If you want to inject a 40s feel into your wedding breakfast, you needn't stick exactly to the rationing rules, rather take inspiration from it. If you can find it, get hold of a copy of Marguerite Pattern's 'We'll Eat Again' published in association with the Imperial War Museum. Packed full of popular recipes and government advice, you really are spoilt for choice and what works well is that everything is easily achievable on a shoe string-perfect for the budget bride.
Opt for a V.E Day style street party with a finger buffet. A typical party for adults and children would include:
A selection of sandwiches-cheese and dates, cheese and carrot and egg mayonnaise.
Cakes, tarts and biscuits-ginger honey buns, chocolate cake.

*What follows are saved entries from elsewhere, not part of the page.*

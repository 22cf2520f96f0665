use clap::{
    CommandFactory, Parser, Subcommand,
    builder::{
        Styles,
        styling::{AnsiColor, Effects},
    },
};
use clap_complete::{Shell, generate};

use moodtune::{cli, config, error, logging};

fn styles() -> Styles {
    Styles::styled()
        .header(AnsiColor::White.on_default() | Effects::BOLD)
        .usage(AnsiColor::White.on_default() | Effects::BOLD)
        .literal(AnsiColor::BrightBlue.on_default())
        .placeholder(AnsiColor::BrightGreen.on_default())
}

#[derive(Parser, Debug, Clone)]
#[clap(
  version = env!("CARGO_PKG_VERSION"),
  name=env!("CARGO_PKG_NAME"),
  bin_name=env!("CARGO_PKG_NAME"),
  author=env!("CARGO_PKG_AUTHORS"),
  about=env!("CARGO_PKG_DESCRIPTION"),
  styles=styles(),
)]
struct Cli {
    #[clap(subcommand)]
    command: Command,
}

#[derive(Subcommand, Debug, Clone)]
pub enum Command {
    /// Run the Spotify auth bridge
    Serve,

    /// Link a Spotify account
    Link,

    /// Forget the stored Spotify tokens
    Logout,

    /// List moods and their genres
    Moods,

    /// Search tracks
    Search(SearchOptions),

    /// Tracks matching a mood
    Recommend(RecommendOptions),

    /// Popular Hindi songs
    Hindi(HindiOptions),

    /// Show one track with its audio features
    Track(TrackOptions),

    /// Play previews for a search query or a track id
    Play(PlayOptions),

    /// Get shell completions
    Completions(CompletionsOption),
}

#[derive(Parser, Debug, Clone)]
pub struct SearchOptions {
    /// Search text
    query: String,

    /// Maximum number of results
    #[clap(long, default_value_t = 20)]
    limit: usize,
}

#[derive(Parser, Debug, Clone)]
pub struct RecommendOptions {
    /// One of happy, sad, energetic, calm, romantic, angry, chill
    mood: String,
}

#[derive(Parser, Debug, Clone)]
pub struct HindiOptions {
    #[clap(long, default_value_t = 20)]
    limit: usize,
}

#[derive(Parser, Debug, Clone)]
pub struct TrackOptions {
    /// Spotify track id
    id: String,
}

#[derive(Parser, Debug, Clone)]
pub struct PlayOptions {
    /// Search text, Spotify track id or sample id
    target: String,

    /// Initial volume between 0 and 1
    #[clap(long)]
    volume: Option<f32>,
}

#[derive(Parser, Debug, Clone)]
pub struct CompletionsOption {
    shell: Shell,
}

#[tokio::main]
async fn main() {
    if let Err(e) = config::load_env().await {
        error!("Cannot load environment. Err: {}", e);
    }
    logging::init_logging();

    let cli = Cli::parse();

    match cli.command {
        Command::Serve => cli::serve().await,
        Command::Link => cli::link().await,
        Command::Logout => cli::logout().await,
        Command::Moods => cli::list_moods().await,
        Command::Search(opt) => cli::search(opt.query, opt.limit).await,
        Command::Recommend(opt) => cli::recommend(opt.mood).await,
        Command::Hindi(opt) => cli::hindi(opt.limit).await,
        Command::Track(opt) => cli::track(opt.id).await,
        Command::Play(opt) => cli::play(opt.target, opt.volume).await,
        Command::Completions(opt) => {
            let mut cmd = Cli::command_for_update();
            let name = cmd.get_name().to_string();
            generate(opt.shell, &mut cmd, name, &mut std::io::stdout())
        }
    }
}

Jellies, trifle and sometimes ice cream.
Beer, cider and orange and lemon squash.
Good old fashioned tea!
Tea party wedding receptions are really popular at the moment with this explosion of vintage. They allow your guests to mingle and chat while indulging in the communal act of eating and the abundance of choice means there's something for everyone. Collect or hire vintage china, hang some bunting and choose some floral or lace tablecloths to decorate your tables.
I hope you've found this piece inspiring enough to help with your own wedding plans!